[Stored items]

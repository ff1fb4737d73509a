use axum::http::StatusCode;
use axum_test::TestServer;
use serde_json::{json, Value};
use wisdm_central::api::create_router;
use wisdm_central::db::Database;

const ROOT: &str = "/wp-json/wp/v2";

fn setup() -> TestServer {
    let db = Database::open_memory().expect("Failed to create database");
    db.migrate().expect("Failed to migrate");
    db.create_user("Asha").expect("Failed to create user");
    db.create_user("Ravi").expect("Failed to create user");
    let app = create_router(db);
    TestServer::new(app).expect("Failed to create test server")
}

async fn create_list(server: &TestServer, name: &str, parent: u64) -> Value {
    server
        .post(&format!("{ROOT}/wisdm-central-todo-category/"))
        .authorization_bearer("asha")
        .json(&json!({"name": name, "description": "", "parent": parent}))
        .await
        .json::<Value>()
}

mod auth {
    use super::*;

    #[tokio::test]
    async fn anonymous_reads_are_allowed() {
        let server = setup();
        server.get(&format!("{ROOT}/wdm-central-project/")).await.assert_status_ok();
    }

    #[tokio::test]
    async fn anonymous_writes_are_rejected() {
        let server = setup();
        let response = server
            .post(&format!("{ROOT}/wdm-central-project/"))
            .json(&json!({"title": "Diwali", "status": "publish"}))
            .await;

        response.assert_status(StatusCode::UNAUTHORIZED);
        assert_eq!(response.json::<Value>()["code"], "rest_cannot_create");
    }

    #[tokio::test]
    async fn unknown_token_is_rejected() {
        let server = setup();
        let response = server
            .get(&format!("{ROOT}/users/me"))
            .authorization_bearer("mallory")
            .await;
        response.assert_status(StatusCode::UNAUTHORIZED);
    }

    #[tokio::test]
    async fn me_resolves_the_token() {
        let server = setup();
        let me = server
            .get(&format!("{ROOT}/users/me"))
            .authorization_bearer("ravi")
            .await
            .json::<Value>();
        assert_eq!(me["name"], "Ravi");
        assert_eq!(me["slug"], "ravi");
        assert!(me["avatar_urls"]["24"].is_string());
        assert!(me["avatar_urls"]["96"].is_string());
    }

    #[tokio::test]
    async fn me_without_token_is_not_logged_in() {
        let server = setup();
        let response = server.get(&format!("{ROOT}/users/me")).await;
        response.assert_status(StatusCode::UNAUTHORIZED);
        assert_eq!(response.json::<Value>()["code"], "rest_not_logged_in");
    }
}

mod posts {
    use super::*;

    #[tokio::test]
    async fn create_returns_created_entity() {
        let server = setup();
        let response = server
            .post(&format!("{ROOT}/wdm-central-project/"))
            .authorization_bearer("asha")
            .json(&json!({
                "title": "Diwali",
                "status": "publish",
                "content": "Festival prep",
                "acf": {"members": [1, 2], "project_parent_category": 4}
            }))
            .await;

        response.assert_status(StatusCode::CREATED);
        let project = response.json::<Value>();
        assert_eq!(project["title"]["rendered"], "Diwali");
        assert_eq!(project["content"]["rendered"], "Festival prep");
        assert_eq!(project["acf"]["members"], json!([1, 2]));
        assert_eq!(project["type"], "wdm-central-project");
        let id = project["id"].as_u64().unwrap();
        assert_eq!(project["link"], format!("/projects/{}/", id));
    }

    #[tokio::test]
    async fn missing_post_is_404() {
        let server = setup();
        let response = server.get(&format!("{ROOT}/wdm-central-to-do/999")).await;
        response.assert_status(StatusCode::NOT_FOUND);
        assert_eq!(response.json::<Value>()["code"], "rest_post_invalid_id");
    }

    #[tokio::test]
    async fn unknown_rest_base_is_404() {
        let server = setup();
        let response = server.get(&format!("{ROOT}/pages/")).await;
        response.assert_status(StatusCode::NOT_FOUND);
        assert_eq!(response.json::<Value>()["code"], "rest_no_route");
    }

    #[tokio::test]
    async fn post_without_fields_has_empty_acf_array() {
        let server = setup();
        let message = server
            .post(&format!("{ROOT}/wdm-central-message/"))
            .authorization_bearer("asha")
            .json(&json!({"title": "Standup", "status": "publish"}))
            .await
            .json::<Value>();
        assert_eq!(message["acf"], json!([]));
        assert_eq!(message["wisdm-central-message-category"], json!([]));
    }

    #[tokio::test]
    async fn post_without_status_is_a_hidden_draft() {
        let server = setup();
        let project = server
            .post(&format!("{ROOT}/wdm-central-project/"))
            .authorization_bearer("asha")
            .json(&json!({"title": "Diwali"}))
            .await
            .json::<Value>();
        assert_eq!(project["status"], "draft");

        let listed = server
            .get(&format!("{ROOT}/wdm-central-project/"))
            .await
            .json::<Vec<Value>>();
        assert!(listed.is_empty());
    }

    #[tokio::test]
    async fn invalid_status_is_rejected() {
        let server = setup();
        let response = server
            .post(&format!("{ROOT}/wdm-central-project/"))
            .authorization_bearer("asha")
            .json(&json!({"title": "Diwali", "status": "archived"}))
            .await;
        response.assert_status(StatusCode::BAD_REQUEST);
    }

    #[tokio::test]
    async fn update_merges_acf() {
        let server = setup();
        let list = create_list(&server, "Cleaning", 0).await;
        let todo = server
            .post(&format!("{ROOT}/wdm-central-to-do/"))
            .authorization_bearer("asha")
            .json(&json!({
                "title": "Sweep",
                "status": "publish",
                "acf": {"project_id": 7, "task_complete": []},
                "wisdm-central-todo-category": list["id"]
            }))
            .await
            .json::<Value>();

        let updated = server
            .post(&format!("{ROOT}/wdm-central-to-do/{}", todo["id"]))
            .authorization_bearer("asha")
            .json(&json!({"acf": {"task_complete": ["Done"]}}))
            .await
            .json::<Value>();

        assert_eq!(updated["title"]["rendered"], "Sweep");
        assert_eq!(updated["acf"]["task_complete"], json!(["Done"]));
        assert_eq!(updated["acf"]["project_id"], json!(7));
        assert_eq!(updated["wisdm-central-todo-category"], json!([list["id"]]));
    }

    #[tokio::test]
    async fn unknown_term_is_rejected() {
        let server = setup();
        let response = server
            .post(&format!("{ROOT}/wdm-central-to-do/"))
            .authorization_bearer("asha")
            .json(&json!({"title": "Sweep", "status": "publish", "wisdm-central-todo-category": [42]}))
            .await;
        response.assert_status(StatusCode::BAD_REQUEST);
        assert_eq!(response.json::<Value>()["code"], "rest_invalid_term_id");
    }

    #[tokio::test]
    async fn collection_filters_by_term() {
        let server = setup();
        let cleaning = create_list(&server, "Cleaning", 0).await;
        let shopping = create_list(&server, "Shopping", 0).await;
        for (title, list) in [("Sweep", &cleaning), ("Sweets", &shopping)] {
            server
                .post(&format!("{ROOT}/wdm-central-to-do/"))
                .authorization_bearer("asha")
                .json(&json!({"title": title, "status": "publish", "wisdm-central-todo-category": [list["id"]]}))
                .await
                .assert_status(StatusCode::CREATED);
        }

        let todos = server
            .get(&format!("{ROOT}/wdm-central-to-do/"))
            .add_query_param("wisdm-central-todo-category", &cleaning["id"])
            .await
            .json::<Vec<Value>>();
        assert_eq!(todos.len(), 1);
        assert_eq!(todos[0]["title"]["rendered"], "Sweep");
    }
}

mod terms {
    use super::*;

    #[tokio::test]
    async fn children_by_parent() {
        let server = setup();
        let root = create_list(&server, "Diwali", 0).await;
        let root_id = root["id"].as_u64().unwrap();
        create_list(&server, "Cleaning", root_id).await;
        create_list(&server, "Shopping", root_id).await;
        create_list(&server, "Holi", 0).await;

        let children = server
            .get(&format!("{ROOT}/wisdm-central-todo-category/"))
            .add_query_param("parent", root_id)
            .await
            .json::<Vec<Value>>();

        let names: Vec<&str> = children.iter().map(|c| c["name"].as_str().unwrap()).collect();
        assert_eq!(names, vec!["Cleaning", "Shopping"]);
        assert!(children.iter().all(|c| c["parent"] == json!(root_id)));
    }

    #[tokio::test]
    async fn missing_parent_is_rejected() {
        let server = setup();
        let response = server
            .post(&format!("{ROOT}/wisdm-central-todo-category/"))
            .authorization_bearer("asha")
            .json(&json!({"name": "Orphan", "parent": 77}))
            .await;
        response.assert_status(StatusCode::BAD_REQUEST);
        assert_eq!(response.json::<Value>()["code"], "rest_term_invalid");
    }

    #[tokio::test]
    async fn blank_name_is_rejected() {
        let server = setup();
        let response = server
            .post(&format!("{ROOT}/wisdm-central-todo-category/"))
            .authorization_bearer("asha")
            .json(&json!({"name": " "}))
            .await;
        response.assert_status(StatusCode::BAD_REQUEST);
    }

    #[tokio::test]
    async fn term_link_uses_rewrite_slug() {
        let server = setup();
        let list = create_list(&server, "Cleaning", 0).await;
        let id = list["id"].as_u64().unwrap();
        let fetched = server
            .get(&format!("{ROOT}/wisdm-central-todo-category/{}", id))
            .await
            .json::<Value>();
        assert_eq!(fetched["link"], format!("/todo-lists/{}/", id));
        assert_eq!(fetched["taxonomy"], "wisdm-central-todo-category");
    }
}

mod users {
    use super::*;

    #[tokio::test]
    async fn lists_directory() {
        let server = setup();
        let users = server.get(&format!("{ROOT}/users/")).await.json::<Vec<Value>>();
        assert_eq!(users.len(), 2);
        assert_eq!(users[0]["name"], "Asha");
    }

    #[tokio::test]
    async fn unknown_user_is_404() {
        let server = setup();
        server
            .get(&format!("{ROOT}/users/99"))
            .await
            .assert_status(StatusCode::NOT_FOUND);
    }
}
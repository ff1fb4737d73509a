use serde::{Deserialize, Serialize};

use super::fields;
use super::TermId;

/// A term of a hierarchical taxonomy.
///
/// For todo-categories, a term with `parent == 0` is a project's root list
/// grouping; its children are the project's todo lists.
#[derive(Debug, Clone, Serialize, Deserialize)]
pub struct Category {
    pub id: TermId,
    #[serde(default)]
    pub name: String,
    #[serde(default)]
    pub slug: String,
    #[serde(default)]
    pub description: String,
    #[serde(default, deserialize_with = "fields::opt_id")]
    pub parent: Option<TermId>,
    #[serde(default)]
    pub link: String,
    #[serde(default)]
    pub count: u64,
    #[serde(default)]
    pub taxonomy: String,
}

impl Category {
    pub fn is_root(&self) -> bool {
        self.parent.is_none()
    }

    pub fn is_child_of(&self, parent: TermId) -> bool {
        self.parent == Some(parent)
    }
}

/// Input for creating a term. A missing parent creates a root term.
#[derive(Debug, Clone, Serialize)]
pub struct CreateCategoryInput {
    pub name: String,
    #[serde(skip_serializing_if = "Option::is_none")]
    pub description: Option<String>,
    #[serde(skip_serializing_if = "Option::is_none")]
    pub parent: Option<TermId>,
}

#[cfg(test)]
mod tests {
    use super::*;
    use serde_json::json;

    #[test]
    fn zero_parent_is_root() {
        let root: Category =
            serde_json::from_value(json!({"id": 4, "name": "Diwali", "parent": 0})).unwrap();
        let child: Category =
            serde_json::from_value(json!({"id": 5, "name": "Cleaning", "parent": 4})).unwrap();

        assert!(root.is_root());
        assert!(!child.is_root());
        assert!(child.is_child_of(4));
    }
}
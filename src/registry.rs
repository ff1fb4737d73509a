//! Content types and taxonomies registered with the host.
//!
//! The registry is built once per process and shared by the REST client and
//! the sandbox host, so both agree on REST bases, permalink slugs and which
//! taxonomy attaches to which post type.

use std::fmt;

use once_cell::sync::Lazy;
use serde::{Deserialize, Serialize};

/// The resource types reachable through the host's REST API.
#[derive(Debug, Clone, Copy, PartialEq, Eq, Hash, Serialize, Deserialize)]
#[serde(rename_all = "kebab-case")]
pub enum ResourceType {
    Project,
    Todo,
    TodoCategory,
    Message,
    MessageCategory,
    User,
}

impl ResourceType {
    pub const ALL: [ResourceType; 6] = [
        Self::Project,
        Self::Todo,
        Self::TodoCategory,
        Self::Message,
        Self::MessageCategory,
        Self::User,
    ];

    pub fn as_str(&self) -> &'static str {
        match self {
            Self::Project => "project",
            Self::Todo => "todo",
            Self::TodoCategory => "todo-category",
            Self::Message => "message",
            Self::MessageCategory => "message-category",
            Self::User => "user",
        }
    }

    /// The registered schema for this resource type.
    pub fn schema(&self) -> &'static ContentSchema {
        registry().get(*self)
    }

    /// Path segment under the REST namespace, e.g. `wdm-central-to-do`.
    pub fn rest_base(&self) -> &'static str {
        self.schema().rest_base
    }
}

impl fmt::Display for ResourceType {
    fn fmt(&self, f: &mut fmt::Formatter<'_>) -> fmt::Result {
        f.write_str(self.as_str())
    }
}

/// How the host stores a resource type.
#[derive(Debug, Clone, Copy, PartialEq, Eq)]
pub enum SchemaKind {
    PostType,
    Taxonomy,
    Directory,
}

/// Declarative registration of one resource type.
#[derive(Debug, Clone)]
pub struct ContentSchema {
    pub resource: ResourceType,
    pub kind: SchemaKind,
    pub rest_base: &'static str,
    /// Permalink prefix used for entity links and archive pages.
    pub rewrite_slug: Option<&'static str>,
    /// Label shown above a listing of this resource.
    pub plural: &'static str,
    pub hierarchical: bool,
    /// For taxonomies, the post type whose entries carry its terms.
    pub object_type: Option<ResourceType>,
}

impl ContentSchema {
    pub fn is_post_type(&self) -> bool {
        self.kind == SchemaKind::PostType
    }

    pub fn is_taxonomy(&self) -> bool {
        self.kind == SchemaKind::Taxonomy
    }
}

/// The set of registered schemas.
#[derive(Debug)]
pub struct Registry {
    schemas: Vec<ContentSchema>,
}

static REGISTRY: Lazy<Registry> = Lazy::new(|| {
    let registry = Registry::builtin();
    tracing::debug!(schemas = registry.schemas.len(), "content registry initialized");
    registry
});

/// The process-wide registry.
pub fn registry() -> &'static Registry {
    &REGISTRY
}

impl Registry {
    fn builtin() -> Self {
        let schemas = vec![
            ContentSchema {
                resource: ResourceType::Project,
                kind: SchemaKind::PostType,
                rest_base: "wdm-central-project",
                rewrite_slug: Some("projects"),
                plural: "Projects",
                hierarchical: false,
                object_type: None,
            },
            ContentSchema {
                resource: ResourceType::Todo,
                kind: SchemaKind::PostType,
                rest_base: "wdm-central-to-do",
                rewrite_slug: Some("todo-archive"),
                plural: "ToDo",
                hierarchical: false,
                object_type: None,
            },
            ContentSchema {
                resource: ResourceType::Message,
                kind: SchemaKind::PostType,
                rest_base: "wdm-central-message",
                rewrite_slug: Some("message-board"),
                plural: "Messages",
                hierarchical: false,
                object_type: None,
            },
            ContentSchema {
                resource: ResourceType::TodoCategory,
                kind: SchemaKind::Taxonomy,
                rest_base: "wisdm-central-todo-category",
                rewrite_slug: Some("todo-lists"),
                plural: "ToDo Category",
                hierarchical: true,
                object_type: Some(ResourceType::Todo),
            },
            ContentSchema {
                resource: ResourceType::MessageCategory,
                kind: SchemaKind::Taxonomy,
                rest_base: "wisdm-central-message-category",
                rewrite_slug: Some("message-category"),
                plural: "Message Category",
                hierarchical: true,
                object_type: Some(ResourceType::Message),
            },
            ContentSchema {
                resource: ResourceType::User,
                kind: SchemaKind::Directory,
                rest_base: "users",
                rewrite_slug: Some("author"),
                plural: "Users",
                hierarchical: false,
                object_type: None,
            },
        ];
        Self { schemas }
    }

    pub fn get(&self, resource: ResourceType) -> &ContentSchema {
        // Every ResourceType variant is registered by `builtin`.
        self.schemas
            .iter()
            .find(|s| s.resource == resource)
            .unwrap_or(&self.schemas[0])
    }

    pub fn by_rest_base(&self, rest_base: &str) -> Option<&ContentSchema> {
        self.schemas.iter().find(|s| s.rest_base == rest_base)
    }

    /// The taxonomy whose terms are attached to entries of `post_type`.
    pub fn taxonomy_for(&self, post_type: ResourceType) -> Option<&ContentSchema> {
        self.schemas
            .iter()
            .find(|s| s.is_taxonomy() && s.object_type == Some(post_type))
    }

    /// Site-relative archive page of a post type, e.g. `/?post_type=wdm-central-project`.
    pub fn archive_link(&self, post_type: ResourceType) -> String {
        format!("/?post_type={}", self.get(post_type).rest_base)
    }
}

▶ Problem to work on: When you reach the line containing "pub const ALL: [ResourceType;" in the data above, start copying exactly, and stop after the line containing "pub fn is_post_type(&self)".

▶ Result:
    pub const ALL: [ResourceType; 6] = [
        Self::Project,
        Self::Todo,
        Self::TodoCategory,
        Self::Message,
        Self::MessageCategory,
        Self::User,
    ];

    pub fn as_str(&self) -> &'static str {
        match self {
            Self::Project => "project",
            Self::Todo => "todo",
            Self::TodoCategory => "todo-category",
            Self::Message => "message",
            Self::MessageCategory => "message-category",
            Self::User => "user",
        }
    }

    /// The registered schema for this resource type.
    pub fn schema(&self) -> &'static ContentSchema {
        registry().get(*self)
    }

    /// Path segment under the REST namespace, e.g. `wdm-central-to-do`.
    pub fn rest_base(&self) -> &'static str {
        self.schema().rest_base
    }
}

impl fmt::Display for ResourceType {
    fn fmt(&self, f: &mut fmt::Formatter<'_>) -> fmt::Result {
        f.write_str(self.as_str())
    }
}

/// How the host stores a resource type.
#[derive(Debug, Clone, Copy, PartialEq, Eq)]
pub enum SchemaKind {
    PostType,
    Taxonomy,
    Directory,
}

/// Declarative registration of one resource type.
#[derive(Debug, Clone)]
pub struct ContentSchema {
    pub resource: ResourceType,
    pub kind: SchemaKind,
    pub rest_base: &'static str,
    /// Permalink prefix used for entity links and archive pages.
    pub rewrite_slug: Option<&'static str>,
    /// Label shown above a listing of this resource.
    pub plural: &'static str,
    pub hierarchical: bool,
    /// For taxonomies, the post type whose entries carry its terms.
    pub object_type: Option<ResourceType>,
}

impl ContentSchema {
    pub fn is_post_type(&self) -> bool {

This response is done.